I have nothing to Fear, but Fear it’s self.

So here’s my thoughts on “fear”. Fear is a very very powerful tool; it can cripple you or drive you forward. People often say we have nothing to fear but fear it’s self.

” Only thing we have to Fear but Fear it’s self”
(Franklin D. Roosevelt, 1932)

I’d like to change it a little to say “I” have nothing to fear but fear it’s self. And this is true. We truly don’t, because fear is our driving force; it alone causes us to make practically all of our choices in life.

The fear of being alone, of having no legacy to continue, of being unprepared, of bad grades/loss of scholarships, etcetera, etcetera.

I believe that many of the horrible choices in mates, boy-friends, girl-friends, lovers, and so on, are made because of the fear of being alone and therefore we develop a “type” because that gives an excuse to like the same qualities in a person while knowing that, in the back of your mind, this is the wrong person for YOU.  Knowing full well that a life time with this person will only leave you in pain, you still say “Yes” when the topic of marriage, or something else that is the equivalent of a life with them, comes up.

Why do we do this to ourselves? Why put ourselves, and possibly the other person, through the pain?  The answer is FEAR.

Fear of letting down those we love because “they” have mentioned how you should be married, or engaged, and so forth. A lot of us have been raised basically to the extent that at a certain age you start looking for a mate, companion, get married, have kids.
How many, though, are taught to look for the one person that compliments you fully and you them? How many aren’t grilled with the “When are you going to get married?”, “When will the kids come?” questions? The answer is few.

Some of us see our friends getting married and having kids, and therefore feel left out and alone. The dynamics of the friendships have now changed and we are feeling left behind and “fearing” a loss, either of consistency or friendship. We start questioning ourselves on what will happen and begin searching for someone who could easily become a mate and parent with us for children. The courtship is quick, and marriage comes fast so that soon there are children, just like our friends.

This fear contains a great loss in the long-term as these relationships usually end in divorce and custody battles over the children. It is sad, and thus a new generation is greeted with the “fear of rejection and loss” as well as “fear of a relationship crumbling”. These things are very harsh on the children, but luckily there are some parents that care more for the kids and how they turn out, then they do the social views and put that “fear of fitting in” away and therefore, the kids overcome it.
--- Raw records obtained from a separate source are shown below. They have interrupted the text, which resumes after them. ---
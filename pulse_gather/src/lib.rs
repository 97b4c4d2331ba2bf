//! Deadline-aware gathering: collectors contribute metric families, a hub
//! fans them out with panic isolation, and composite gatherers merge
//! namespaced sources into one snapshot.

pub mod collector;
pub mod error;
pub mod hub;
pub mod multi;
pub mod process;

pub use collector::{Collector, CollectorFn, DynCollector, FamilyDesc};
pub use error::{GatherError, Result};
pub use hub::{CollectorHub, CollectorId, GatherOutcome, GatherReport};
pub use multi::{DynGatherer, Gatherer, MultiGatherer};
pub use process::ProcessCollector;

// Re-export commonly used types
pub use async_trait::async_trait;
pub use tokio_util::sync::CancellationToken;
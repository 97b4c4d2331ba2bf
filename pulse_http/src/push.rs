//! Best-effort push: gather once, encode, POST to a remote endpoint. No
//! retries and no remote-write protocol; a failed push is just an error.

use pulse_gather::{CancellationToken, Gatherer};
use pulse_text::encode_to_string;
use reqwest::Url;
use serde::{Deserialize, Serialize};
use std::time::Duration;
use thiserror::Error;

#[derive(Error, Debug)]
pub enum PushError {
    #[error("invalid push URL {0:?}")]
    InvalidUrl(String),

    #[error(transparent)]
    Gather(#[from] pulse_gather::GatherError),

    #[error("push request failed: {0}")]
    Request(#[from] reqwest::Error),

    #[error("push endpoint answered status {0}")]
    Status(u16),
}

#[derive(Debug, Clone, Serialize, Deserialize)]
pub struct PushOpts {
    /// Base URL of the push endpoint; `/metrics/job/<job>` is appended.
    pub url: String,
    pub job: String,
    #[serde(default)]
    pub instance: Option<String>,
    #[serde(default)]
    pub timeout: Option<Duration>,
}

/// Gathers from `gatherer` and pushes the encoded snapshot.
pub async fn push(gatherer: &dyn Gatherer, opts: &PushOpts) -> Result<(), PushError> {
    let mut builder = reqwest::Client::builder();
    if let Some(timeout) = opts.timeout {
        builder = builder.timeout(timeout);
    }
    let client = builder.build()?;
    push_with_client(gatherer, opts, &client).await
}

/// Like [`push`] but reuses the caller's HTTP client.
pub async fn push_with_client(
    gatherer: &dyn Gatherer,
    opts: &PushOpts,
    client: &reqwest::Client,
) -> Result<(), PushError> {
    let url = compose_url(opts)?;

    let families = gatherer
        .gather(CancellationToken::new())
        .await
        .into_result()?;
    let body = encode_to_string(&families);

    let response = client
        .post(url)
        .header(reqwest::header::CONTENT_TYPE, "text/plain; version=0.0.4")
        .body(body)
        .send()
        .await?;
    let status = response.status();
    if !status.is_success() {
        return Err(PushError::Status(status.as_u16()));
    }
    Ok(())
}

fn compose_url(opts: &PushOpts) -> Result<Url, PushError> {
    let mut url =
        Url::parse(&opts.url).map_err(|_| PushError::InvalidUrl(opts.url.clone()))?;
    {
        let mut segments = url
            .path_segments_mut()
            .map_err(|_| PushError::InvalidUrl(opts.url.clone()))?;
        segments.pop_if_empty();
        if !opts.job.is_empty() {
            segments.extend(["metrics", "job", opts.job.as_str()]);
        }
        if let Some(instance) = &opts.instance {
            segments.extend(["instance", instance.as_str()]);
        }
    }
    Ok(url)
}

#[cfg(test)]
mod tests {
    use super::*;
    use axum::extract::Path;
    use axum::http::StatusCode;
    use axum::routing::post;
    use axum::Router;
    use pulse_core::Registry;
    use std::net::SocketAddr;

    fn job_registry() -> Registry {
        let registry = Registry::new();
        registry.counter("jobs_total", "Jobs run").unwrap().inc();
        registry
    }

    async fn serve(app: Router) -> SocketAddr {
        let listener = tokio::net::TcpListener::bind("127.0.0.1:0").await.unwrap();
        let addr = listener.local_addr().unwrap();
        tokio::spawn(async move {
            axum::serve(listener, app).await.unwrap();
        });
        addr
    }

    #[test]
    fn urls_compose_with_job_and_instance() {
        let opts = PushOpts {
            url: "http://push.example:9091/".to_string(),
            job: "nightly batch".to_string(),
            instance: Some("worker/1".to_string()),
            timeout: None,
        };
        let url = compose_url(&opts).unwrap();
        assert_eq!(
            url.as_str(),
            "http://push.example:9091/metrics/job/nightly%20batch/instance/worker%2F1"
        );
    }

    #[tokio::test]
    async fn pushes_the_encoded_snapshot() {
        let (tx, mut rx) = tokio::sync::mpsc::channel::<(String, String)>(1);
        let app = Router::new().route(
            "/metrics/job/:job",
            post(move |Path(job): Path<String>, body: String| {
                let tx = tx.clone();
                async move {
                    tx.send((job, body)).await.unwrap();
                    StatusCode::OK
                }
            }),
        );
        let addr = serve(app).await;

        let registry = job_registry();
        let opts = PushOpts {
            url: format!("http://{addr}"),
            job: "batch".to_string(),
            instance: None,
            timeout: Some(Duration::from_secs(5)),
        };
        push(&registry, &opts).await.unwrap();

        let (job, body) = rx.recv().await.unwrap();
        assert_eq!(job, "batch");
        assert!(body.contains("jobs_total 1"));
        assert!(body.contains("# TYPE jobs_total counter"));
    }

    #[tokio::test]
    async fn non_success_status_is_an_error() {
        let app = Router::new().route(
            "/metrics/job/:job",
            post(|| async { StatusCode::BAD_REQUEST }),
        );
        let addr = serve(app).await;

        let opts = PushOpts {
            url: format!("http://{addr}"),
            job: "batch".to_string(),
            instance: None,
            timeout: Some(Duration::from_secs(5)),
        };
        let err = push(&job_registry(), &opts).await.unwrap_err();
        assert!(matches!(err, PushError::Status(400)));
    }

    #[test]
    fn bad_base_url_is_rejected() {
        let opts = PushOpts {
            url: "not a url".to_string(),
            job: "batch".to_string(),
            instance: None,
            timeout: None,
        };
        assert!(matches!(
            compose_url(&opts),
            Err(PushError::InvalidUrl(_))
        ));
    }
}
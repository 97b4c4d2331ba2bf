use crate::snapshot::MetricKind;
use thiserror::Error;

#[derive(Error, Debug)]
pub enum MetricError {
    #[error("invalid metric name {0:?}")]
    InvalidMetricName(String),

    #[error("invalid label name {0:?}")]
    InvalidLabelName(String),

    #[error("metric {name:?} already registered as {existing}")]
    AlreadyRegistered { name: String, existing: MetricKind },

    #[error("expected {expected} label values, got {got}")]
    LabelCardinality { expected: usize, got: usize },

    #[error("label {0:?} is not declared on this vector")]
    UnknownLabel(String),
}

pub type Result<T> = std::result::Result<T, MetricError>;
//! Label vectors: one lazily-created primitive per distinct label
//! combination, shared with the owning registry's family map.

use crate::counter::Counter;
use crate::error::{MetricError, Result};
use crate::gauge::Gauge;
use crate::histogram::Histogram;
use crate::snapshot::{label_key, Labels, MetricValue};
use crate::summary::Summary;
use std::collections::BTreeMap;
use std::sync::{Arc, PoisonError, RwLock};

/// Children of one family, keyed by canonical label key. The map is shared
/// between the vector handle and the registry, so creating a child through
/// the vector registers it for gathering at the same time.
pub(crate) type ChildMap<P> = BTreeMap<String, (Labels, P)>;

pub(crate) type SharedChildren<P> = Arc<RwLock<ChildMap<P>>>;

/// Construction recipe shared by all children of one vector, plus the
/// snapshot accessor the registry reads through.
pub trait VecMember: Clone {
    type Spec: Clone + Send + Sync;

    fn build(spec: &Self::Spec) -> Self;

    fn snapshot(&self) -> MetricValue;
}

impl VecMember for Counter {
    type Spec = ();

    fn build(_: &()) -> Self {
        Counter::new()
    }

    fn snapshot(&self) -> MetricValue {
        self.snapshot_value()
    }
}

impl VecMember for Gauge {
    type Spec = ();

    fn build(_: &()) -> Self {
        Gauge::new()
    }

    fn snapshot(&self) -> MetricValue {
        self.snapshot_value()
    }
}

impl VecMember for Histogram {
    type Spec = Vec<f64>;

    fn build(bounds: &Vec<f64>) -> Self {
        Histogram::new(bounds)
    }

    fn snapshot(&self) -> MetricValue {
        self.snapshot_value()
    }
}

impl VecMember for Summary {
    type Spec = Vec<f64>;

    fn build(targets: &Vec<f64>) -> Self {
        Summary::new(targets)
    }

    fn snapshot(&self) -> MetricValue {
        self.snapshot_value()
    }
}

/// A family of primitives differing only by label values. `with` and
/// `with_label_values` resolve (creating on first access) the child for one
/// label combination. Children live for the process lifetime; there is no
/// eviction.
#[derive(Clone)]
pub struct MetricVec<P: VecMember> {
    name: String,
    label_names: Vec<String>,
    spec: P::Spec,
    children: SharedChildren<P>,
}

pub type CounterVec = MetricVec<Counter>;
pub type GaugeVec = MetricVec<Gauge>;
pub type HistogramVec = MetricVec<Histogram>;
pub type SummaryVec = MetricVec<Summary>;

impl<P: VecMember> MetricVec<P> {
    pub(crate) fn new(
        name: String,
        label_names: Vec<String>,
        spec: P::Spec,
        children: SharedChildren<P>,
    ) -> Self {
        Self {
            name,
            label_names,
            spec,
            children,
        }
    }

    pub fn name(&self) -> &str {
        &self.name
    }

    pub fn label_names(&self) -> &[String] {
        &self.label_names
    }

    /// Resolves the child for `values`, matched positionally against the
    /// declared label names.
    pub fn with_label_values(&self, values: &[&str]) -> Result<P> {
        if values.len() != self.label_names.len() {
            return Err(MetricError::LabelCardinality {
                expected: self.label_names.len(),
                got: values.len(),
            });
        }
        let labels: Labels = self
            .label_names
            .iter()
            .zip(values)
            .map(|(name, value)| (name.clone(), value.to_string()))
            .collect();
        self.resolve(labels)
    }

    /// Resolves the child for the given label set, which must carry exactly
    /// the declared label names.
    pub fn with(&self, labels: &Labels) -> Result<P> {
        if labels.len() != self.label_names.len() {
            return Err(MetricError::LabelCardinality {
                expected: self.label_names.len(),
                got: labels.len(),
            });
        }
        for name in labels.keys() {
            if !self.label_names.iter().any(|declared| declared == name) {
                return Err(MetricError::UnknownLabel(name.clone()));
            }
        }
        self.resolve(labels.clone())
    }

    fn resolve(&self, labels: Labels) -> Result<P> {
        let key = label_key(&labels);
        {
            let children = self
                .children
                .read()
                .unwrap_or_else(PoisonError::into_inner);
            if let Some((_, child)) = children.get(&key) {
                return Ok(child.clone());
            }
        }
        let mut children = self
            .children
            .write()
            .unwrap_or_else(PoisonError::into_inner);
        let (_, child) = children
            .entry(key)
            .or_insert_with(|| (labels, P::build(&self.spec)));
        Ok(child.clone())
    }
}

#[cfg(test)]
mod tests {
    use super::*;
    use crate::registry::Registry;
    use crate::snapshot::{MetricKind, MetricValue};

    #[test]
    fn children_are_cached_per_label_combination() {
        let registry = Registry::new();
        let vec = registry
            .counter_vec("requests_total", "Total requests", &["method", "code"])
            .unwrap();

        let a = vec.with_label_values(&["get", "200"]).unwrap();
        a.inc();
        let b = vec.with_label_values(&["get", "200"]).unwrap();
        b.add(2.0);
        assert_eq!(a.get(), 3.0);

        let other = vec.with_label_values(&["post", "500"]).unwrap();
        other.inc();

        let families = registry.gather();
        assert_eq!(families.len(), 1);
        assert_eq!(families[0].kind, MetricKind::Counter);
        assert_eq!(families[0].metrics.len(), 2);
    }

    #[test]
    fn cardinality_mismatch_is_rejected() {
        let registry = Registry::new();
        let vec = registry
            .gauge_vec("queue_depth", "Queue depth", &["queue"])
            .unwrap();
        let err = vec.with_label_values(&[]).unwrap_err();
        assert!(matches!(
            err,
            MetricError::LabelCardinality {
                expected: 1,
                got: 0
            }
        ));
    }

    #[test]
    fn undeclared_label_is_rejected() {
        let registry = Registry::new();
        let vec = registry
            .gauge_vec("queue_depth", "Queue depth", &["queue"])
            .unwrap();
        let mut labels = Labels::new();
        labels.insert("shard".to_string(), "0".to_string());
        assert!(matches!(
            vec.with(&labels),
            Err(MetricError::UnknownLabel(_))
        ));
    }

    #[test]
    fn histogram_children_share_the_bucket_bounds() {
        let registry = Registry::new();
        let vec = registry
            .histogram_vec("latency_seconds", "Latency", &["route"], &[1.0, 5.0])
            .unwrap();
        let child = vec.with_label_values(&["/a"]).unwrap();
        child.observe(0.5);
        assert_eq!(child.bounds(), &[1.0, 5.0]);

        let families = registry.gather();
        match &families[0].metrics[0].value {
            MetricValue::Histogram { buckets, .. } => assert_eq!(buckets.len(), 3),
            other => panic!("unexpected value: {other:?}"),
        }
    }
}
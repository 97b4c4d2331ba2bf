use crate::atomic::AtomicF64;
use crate::snapshot::MetricValue;
use std::sync::Arc;

/// A value that can go up and down.
#[derive(Clone, Default, Debug)]
pub struct Gauge {
    inner: Arc<AtomicF64>,
}

impl Gauge {
    pub(crate) fn new() -> Self {
        Self::default()
    }

    pub fn set(&self, v: f64) {
        self.inner.set(v);
    }

    pub fn inc(&self) {
        self.inner.add(1.0);
    }

    pub fn dec(&self) {
        self.inner.add(-1.0);
    }

    pub fn add(&self, v: f64) {
        self.inner.add(v);
    }

    pub fn sub(&self, v: f64) {
        self.inner.add(-v);
    }

    pub fn get(&self) -> f64 {
        self.inner.get()
    }

    pub(crate) fn snapshot_value(&self) -> MetricValue {
        MetricValue::Scalar(self.get())
    }
}

#[cfg(test)]
mod tests {
    use super::*;

    #[test]
    fn set_add_sub() {
        let gauge = Gauge::new();
        gauge.set(10.0);
        gauge.inc();
        gauge.dec();
        gauge.add(2.5);
        gauge.sub(0.5);
        assert_eq!(gauge.get(), 12.0);
    }

    #[test]
    fn negative_values_are_allowed() {
        let gauge = Gauge::new();
        gauge.sub(3.0);
        assert_eq!(gauge.get(), -3.0);
    }

    #[test]
    fn concurrent_deltas_balance_out() {
        let gauge = Gauge::new();
        let handles: Vec<_> = (0..16)
            .map(|i| {
                let gauge = gauge.clone();
                std::thread::spawn(move || {
                    for _ in 0..1000 {
                        if i % 2 == 0 {
                            gauge.inc();
                        } else {
                            gauge.dec();
                        }
                    }
                })
            })
            .collect();
        for handle in handles {
            handle.join().unwrap();
        }
        assert_eq!(gauge.get(), 0.0);
    }
}
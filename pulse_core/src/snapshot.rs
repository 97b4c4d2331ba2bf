//! Point-in-time snapshot model produced by `Registry::gather` and consumed
//! by the exposition codec.

use serde::{Deserialize, Serialize};
use std::collections::BTreeMap;
use std::fmt;

/// A set of label name/value pairs identifying one series within a family.
///
/// `BTreeMap` keeps the pairs in canonical (sorted) order, so two label sets
/// with the same content always compare and render identically.
pub type Labels = BTreeMap<String, String>;

#[derive(Debug, Clone, Copy, PartialEq, Eq, Serialize, Deserialize)]
#[serde(rename_all = "lowercase")]
pub enum MetricKind {
    Counter,
    Gauge,
    Histogram,
    Summary,
    Untyped,
}

impl MetricKind {
    pub fn as_str(&self) -> &'static str {
        match self {
            MetricKind::Counter => "counter",
            MetricKind::Gauge => "gauge",
            MetricKind::Histogram => "histogram",
            MetricKind::Summary => "summary",
            MetricKind::Untyped => "untyped",
        }
    }

    /// Parses the lowercase kind name used by the text format.
    pub fn from_name(name: &str) -> Option<MetricKind> {
        match name {
            "counter" => Some(MetricKind::Counter),
            "gauge" => Some(MetricKind::Gauge),
            "histogram" => Some(MetricKind::Histogram),
            "summary" => Some(MetricKind::Summary),
            "untyped" => Some(MetricKind::Untyped),
            _ => None,
        }
    }
}

impl fmt::Display for MetricKind {
    fn fmt(&self, f: &mut fmt::Formatter<'_>) -> fmt::Result {
        f.write_str(self.as_str())
    }
}

/// One histogram bucket: observations ≤ `upper_bound`, inclusive of all
/// lower buckets.
#[derive(Debug, Clone, PartialEq, Serialize, Deserialize)]
pub struct Bucket {
    pub upper_bound: f64,
    pub cumulative_count: u64,
}

/// One estimated quantile of a summary.
#[derive(Debug, Clone, PartialEq, Serialize, Deserialize)]
pub struct Quantile {
    pub quantile: f64,
    pub value: f64,
}

#[derive(Debug, Clone, PartialEq, Serialize, Deserialize)]
pub enum MetricValue {
    Scalar(f64),
    Histogram {
        sample_count: u64,
        sample_sum: f64,
        buckets: Vec<Bucket>,
    },
    Summary {
        sample_count: u64,
        sample_sum: f64,
        quantiles: Vec<Quantile>,
    },
}

/// A single series: a canonical label set plus one value.
#[derive(Debug, Clone, PartialEq, Serialize, Deserialize)]
pub struct Metric {
    pub labels: Labels,
    pub value: MetricValue,
}

/// All metrics sharing one name, help text, and kind.
#[derive(Debug, Clone, PartialEq, Serialize, Deserialize)]
pub struct MetricFamily {
    pub name: String,
    pub help: String,
    pub kind: MetricKind,
    pub metrics: Vec<Metric>,
}

/// Canonical key for a label set: sorted `name="value"` pairs joined with
/// commas. The empty label set maps to the empty string.
pub fn label_key(labels: &Labels) -> String {
    if labels.is_empty() {
        return String::new();
    }
    let mut out = String::new();
    for (i, (name, value)) in labels.iter().enumerate() {
        if i > 0 {
            out.push(',');
        }
        out.push_str(name);
        out.push_str("=\"");
        out.push_str(value);
        out.push('"');
    }
    out
}
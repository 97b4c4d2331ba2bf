//! Text exposition codec: encodes snapshots into the line-based scrape
//! format and decodes the inverse, tolerating partial input.

pub mod decode;
pub mod encode;

pub use decode::{decode, DecodeError};
pub use encode::{encode, encode_to_string, EncodeError};
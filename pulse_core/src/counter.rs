use crate::atomic::AtomicF64;
use crate::snapshot::MetricValue;
use std::sync::Arc;
use tracing::debug;

/// A monotonically increasing value.
///
/// Cheap to clone; all clones share the same accumulator. Updates are
/// lock-free and linearizable, so concurrent increments are never lost.
#[derive(Clone, Default)]
pub struct Counter {
    inner: Arc<AtomicF64>,
}

impl Counter {
    pub(crate) fn new() -> Self {
        Self::default()
    }

    pub fn inc(&self) {
        self.add(1.0);
    }

    /// Adds `v` to the counter. Negative or NaN deltas would break the
    /// monotonicity contract and are ignored.
    pub fn add(&self, v: f64) {
        if v.is_nan() || v < 0.0 {
            debug!(delta = v, "ignoring invalid counter delta");
            return;
        }
        self.inner.add(v);
    }

    pub fn get(&self) -> f64 {
        self.inner.get()
    }

    pub(crate) fn snapshot_value(&self) -> MetricValue {
        MetricValue::Scalar(self.get())
    }
}
//! Bounded Ranking
//!
//! Keeps the `k` best scores seen so far without sorting the whole input.

/// A ranked candidate: store index plus its score
#[derive(Debug, Clone, Copy, PartialEq)]
pub struct Ranked {
    pub index: usize,
    pub score: f64,
}

/// Fixed-capacity list ordered by descending score.
///
/// A candidate enters only if the list has room or it strictly beats the
/// worst kept score, so among equal scores the earliest offered stays ahead.
/// NaN scores are ignored.
#[derive(Debug, Clone)]
pub struct RankedList {
    capacity: usize,
    entries: Vec<Ranked>,
}

impl RankedList {
    /// Create an empty list holding at most `capacity` entries
    pub fn new(capacity: usize) -> Self {
        Self {
            capacity,
            entries: Vec::with_capacity(capacity),
        }
    }

    /// Offer a candidate; returns whether it was kept
    pub fn offer(&mut self, index: usize, score: f64) -> bool {
        if self.capacity == 0 || score.is_nan() {
            return false;
        }
        if self.entries.len() == self.capacity {
            match self.entries.last() {
                Some(worst) if score > worst.score => {
                    self.entries.pop();
                }
                _ => return false,
            }
        }
        // Insert after every entry scoring at least as high.
        let pos = self.entries.partition_point(|e| e.score >= score);
        self.entries.insert(pos, Ranked { index, score });
        true
    }

    /// Lowest kept score, if any
    pub fn worst(&self) -> Option<f64> {
        self.entries.last().map(|e| e.score)
    }

    /// Get number of kept entries
    pub fn len(&self) -> usize {
        self.entries.len()
    }

    /// Check if empty
    pub fn is_empty(&self) -> bool {
        self.entries.is_empty()
    }

    /// Kept entries, best first
    pub fn into_vec(self) -> Vec<Ranked> {
        self.entries
    }
}

/// Rank `scores` and keep the best `k`
pub fn top_k_scores(scores: &[f64], k: usize) -> Vec<Ranked> {
    let mut list = RankedList::new(k.min(scores.len()));
    for (index, &score) in scores.iter().enumerate() {
        list.offer(index, score);
    }
    list.into_vec()
}

/// Index and score of the maximum, first occurrence on ties
pub fn argmax(scores: &[f64]) -> Option<Ranked> {
    let mut best: Option<Ranked> = None;
    for (index, &score) in scores.iter().enumerate() {
        if score.is_nan() {
            continue;
        }
        match best {
            Some(b) if score <= b.score => {}
            _ => best = Some(Ranked { index, score }),
        }
    }
    best
}
//! Wordspace CLI
//!
//! Loads an embedding file and answers similarity queries interactively.

use clap::Parser;
use std::io::{self, Write};
use std::path::PathBuf;
use tracing::info;
use tracing_subscriber::{fmt, EnvFilter};
use wordspace::command::HELP;
use wordspace::persistence::{load_snapshot, save_snapshot};
use wordspace::vector::Neighbor;
use wordspace::{
    load_embeddings, EmbeddingStore, ExecutorConfig, LoadOptions, QueryCommand, SimilarityEngine,
};

/// Wordspace CLI - Embedding Similarity Shell
#[derive(Parser, Debug)]
#[command(author, version, about)]
struct Args {
    /// word2vec binary vector file
    #[arg(long, required_unless_present = "snapshot")]
    vectors: Option<PathBuf>,

    /// Vocabulary file with term counts
    #[arg(long)]
    vocab: Option<PathBuf>,

    /// Maximum number of words to load
    #[arg(long)]
    max_words: Option<usize>,

    /// Load only words counted at least this often (needs --vocab)
    #[arg(long)]
    min_frequency: Option<i64>,

    /// Number of worker threads
    #[arg(short, long, default_value_t = wordspace::parallel::DEFAULT_WORKERS)]
    threads: usize,

    /// Pin worker threads to CPU cores
    #[arg(long)]
    pin_cores: bool,

    /// Keep vectors as loaded instead of scaling to unit length
    #[arg(long)]
    no_normalize: bool,

    /// Default number of results per query
    #[arg(short = 'k', long, default_value_t = 10)]
    top: usize,

    /// Load a snapshot instead of a word2vec file
    #[arg(long, conflicts_with_all = ["vectors", "vocab", "max_words", "min_frequency"])]
    snapshot: Option<PathBuf>,

    /// Write the loaded store to a snapshot file
    #[arg(long)]
    save_snapshot: Option<PathBuf>,
}

fn load_store(args: &Args) -> anyhow::Result<EmbeddingStore> {
    if let Some(path) = &args.snapshot {
        return Ok(load_snapshot(path)?);
    }

    let Some(vectors) = &args.vectors else {
        anyhow::bail!("Either --vectors or --snapshot is required");
    };
    let mut options = LoadOptions::default();
    if let Some(max) = args.max_words {
        options = options.with_max_words(max);
    }
    if let Some(min) = args.min_frequency {
        options = options.with_min_frequency(min);
    }
    Ok(load_embeddings(vectors, args.vocab.as_deref(), &options)?)
}

fn main() -> anyhow::Result<()> {
    fmt()
        .with_env_filter(EnvFilter::from_default_env().add_directive("wordspace=info".parse()?))
        .init();

    let args = Args::parse();

    let store = load_store(&args)?;
    if let Some(path) = &args.save_snapshot {
        save_snapshot(&store, path)?;
    }

    let config = ExecutorConfig::default()
        .with_workers(args.threads)
        .with_pinning(args.pin_cores);
    let mut engine = SimilarityEngine::with_config(store, config)?;

    if !args.no_normalize {
        engine.normalize_all()?;
    }

    info!(
        "Ready: {} terms, {} dimensions, {} workers",
        engine.store().len(),
        engine.store().dimension(),
        args.threads
    );
    println!("Type 'help' for available commands, 'quit' to exit.\n");

    loop {
        print!("wordspace> ");
        io::stdout().flush()?;

        let mut input = String::new();
        if io::stdin().read_line(&mut input)? == 0 {
            break;
        }
        let input = input.trim();
        if input.is_empty() {
            continue;
        }

        match QueryCommand::parse(input) {
            Ok(QueryCommand::Quit) => {
                println!("Goodbye!");
                break;
            }
            Ok(command) => {
                if let Err(e) = run_command(&engine, command, args.top) {
                    eprintln!("Error: {}", e);
                }
            }
            Err(e) => eprintln!("Error: {}", e),
        }
    }

    Ok(())
}

fn run_command(engine: &SimilarityEngine, command: QueryCommand, top: usize) -> anyhow::Result<()> {
    match command {
        QueryCommand::Similar { term, k } => match engine.similar_to_term(&term, k.unwrap_or(top))? {
            Some(neighbors) => print_neighbors(&neighbors),
            None => println!("(not found) {}", term),
        },

        QueryCommand::Best { term } => {
            let Some(vector) = engine.store().get(&term) else {
                println!("(not found) {}", term);
                return Ok(());
            };
            match engine.top_k(vector, 2)?.into_iter().find(|n| n.term != term) {
                Some(best) => print_neighbors(&[best]),
                None => println!("(no other terms)"),
            }
        }

        QueryCommand::Analogy { positive, negative } => {
            let neighbors = engine.solve_analogy(&positive, &negative, top)?;
            if neighbors.is_empty() {
                println!("(no known terms)");
            } else {
                print_neighbors(&neighbors);
            }
        }

        QueryCommand::Frequency { term } => {
            let store = engine.store();
            match (store.frequency(&term), store.rank(&term)) {
                (Some(count), Some(rank)) if count >= 0 => {
                    println!("{}: frequency {}, rank {}", term, count, rank)
                }
                (Some(_), Some(rank)) => println!("{}: frequency unknown, rank {}", term, rank),
                _ => println!("(not found) {}", term),
            }
        }

        QueryCommand::Stats => {
            println!(
                "{} terms, {} dimensions",
                engine.store().len(),
                engine.store().dimension()
            );
            println!("{}", engine.metrics().summary());
        }

        QueryCommand::Help => println!("{}", HELP),

        QueryCommand::Quit => {}
    }
    Ok(())
}

fn print_neighbors(neighbors: &[Neighbor]) {
    for (i, n) in neighbors.iter().enumerate() {
        println!("{:>3}. {:<30} {:.6}", i + 1, n.term, n.score);
    }
}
Because of LOVE, fear can easily be overcome by putting the needs of those you love, or the love of self, above the fears we find daily. There is the “love of writing” that can easily overcome the “fear of rejection” by a publisher. The “love of your children” can easily make the “fear of social acceptance” seem like just a common nuisance easily brushed away. The “love of self”, not in a narcissistic sense but in a self-acceptance sense, can drive away any “fear” thrown at you by the common masses.

Love is the answer my friends. It is the thing that binds us and makes us whole. It is the single most beautiful, and deadly, thing in the world. Great things are accomplished with “Love” in mind. Great discoveries are made because of the love someone has for the task at hand. Great pieces of art have emerged the world over because of the love the artist has in their heart for that which they create. Some of the most beautiful songs and poetry ever written are about just this topic, “Love”. Others are written with love in the heart of the author for the writing. Without love in our hearts and minds we, as humans, are nothing. We would assuredly fall by the wayside and nothing would ever be accomplished.

Now, this is not to say that just a little fear isn’t a good thing. Some of it is necessary for us to survive, i.e. the “Fight or Flight” instinct that tells us what to do in certain situations. It also pushes us to do more when it comes to a good job, write a better term paper, study harder, consider saying “yes” or “no” just a little longer, considering the answer to that examine question. There are a few things that a modicum of fear causes us to do better and make a more accurate, or better, choice. It is integral in our beings for a reason.